Only lines containing the string "Whether" belong in the answer; copy all of them from the entries.

= Beginning of Section =

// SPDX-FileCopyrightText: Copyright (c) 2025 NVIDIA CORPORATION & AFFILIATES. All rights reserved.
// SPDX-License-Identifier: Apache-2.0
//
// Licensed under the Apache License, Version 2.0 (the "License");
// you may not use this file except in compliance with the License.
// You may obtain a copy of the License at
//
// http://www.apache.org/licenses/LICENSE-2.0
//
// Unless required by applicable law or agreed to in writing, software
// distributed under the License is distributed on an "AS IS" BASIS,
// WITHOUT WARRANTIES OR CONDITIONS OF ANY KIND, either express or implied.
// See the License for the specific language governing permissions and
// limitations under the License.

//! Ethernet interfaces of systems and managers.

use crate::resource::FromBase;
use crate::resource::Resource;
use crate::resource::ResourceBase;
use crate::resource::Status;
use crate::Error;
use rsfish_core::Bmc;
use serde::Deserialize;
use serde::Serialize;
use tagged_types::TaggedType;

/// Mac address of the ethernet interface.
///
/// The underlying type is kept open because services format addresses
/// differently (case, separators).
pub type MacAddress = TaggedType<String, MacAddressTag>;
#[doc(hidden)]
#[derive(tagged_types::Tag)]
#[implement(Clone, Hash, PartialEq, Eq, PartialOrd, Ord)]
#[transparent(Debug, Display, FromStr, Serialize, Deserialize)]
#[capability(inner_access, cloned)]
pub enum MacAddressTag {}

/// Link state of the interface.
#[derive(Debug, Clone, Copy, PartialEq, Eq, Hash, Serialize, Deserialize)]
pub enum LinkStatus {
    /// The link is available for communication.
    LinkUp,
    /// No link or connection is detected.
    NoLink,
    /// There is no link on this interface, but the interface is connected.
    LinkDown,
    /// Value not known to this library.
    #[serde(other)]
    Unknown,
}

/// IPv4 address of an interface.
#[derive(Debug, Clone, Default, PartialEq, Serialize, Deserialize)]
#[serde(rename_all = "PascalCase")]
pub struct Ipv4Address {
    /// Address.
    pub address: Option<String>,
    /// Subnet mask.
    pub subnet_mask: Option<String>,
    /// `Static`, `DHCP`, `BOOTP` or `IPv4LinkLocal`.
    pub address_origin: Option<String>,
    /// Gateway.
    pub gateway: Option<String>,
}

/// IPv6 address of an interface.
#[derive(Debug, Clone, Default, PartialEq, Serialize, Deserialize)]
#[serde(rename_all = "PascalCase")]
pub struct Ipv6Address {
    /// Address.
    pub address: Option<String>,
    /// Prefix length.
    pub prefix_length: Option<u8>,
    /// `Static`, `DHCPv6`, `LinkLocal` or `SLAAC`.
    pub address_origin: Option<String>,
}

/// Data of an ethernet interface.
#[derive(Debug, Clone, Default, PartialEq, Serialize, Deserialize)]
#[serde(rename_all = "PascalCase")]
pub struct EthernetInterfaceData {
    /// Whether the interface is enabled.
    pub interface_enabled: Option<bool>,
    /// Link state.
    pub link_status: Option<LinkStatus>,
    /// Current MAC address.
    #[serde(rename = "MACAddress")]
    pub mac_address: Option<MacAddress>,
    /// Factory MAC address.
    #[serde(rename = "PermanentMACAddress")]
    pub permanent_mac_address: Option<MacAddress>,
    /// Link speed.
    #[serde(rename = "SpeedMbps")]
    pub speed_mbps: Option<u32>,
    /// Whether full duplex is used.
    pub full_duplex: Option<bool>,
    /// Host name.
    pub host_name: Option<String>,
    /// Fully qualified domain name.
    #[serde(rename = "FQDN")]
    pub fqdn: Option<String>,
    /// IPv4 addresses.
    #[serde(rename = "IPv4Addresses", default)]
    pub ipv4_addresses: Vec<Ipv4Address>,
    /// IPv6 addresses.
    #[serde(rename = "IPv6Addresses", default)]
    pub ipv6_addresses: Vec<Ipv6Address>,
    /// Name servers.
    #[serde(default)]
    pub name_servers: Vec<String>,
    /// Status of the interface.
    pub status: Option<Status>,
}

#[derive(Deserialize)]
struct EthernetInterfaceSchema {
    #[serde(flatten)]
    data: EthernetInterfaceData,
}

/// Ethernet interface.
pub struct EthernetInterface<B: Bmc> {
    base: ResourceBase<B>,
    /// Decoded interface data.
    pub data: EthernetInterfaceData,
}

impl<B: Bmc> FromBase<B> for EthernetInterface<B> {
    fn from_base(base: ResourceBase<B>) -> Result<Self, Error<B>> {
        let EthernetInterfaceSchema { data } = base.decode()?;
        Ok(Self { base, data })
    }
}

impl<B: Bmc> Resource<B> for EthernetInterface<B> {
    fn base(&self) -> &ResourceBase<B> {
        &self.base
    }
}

= End of Section =

**Exercise output:**
    /// Whether the interface is enabled.
    /// Whether full duplex is used.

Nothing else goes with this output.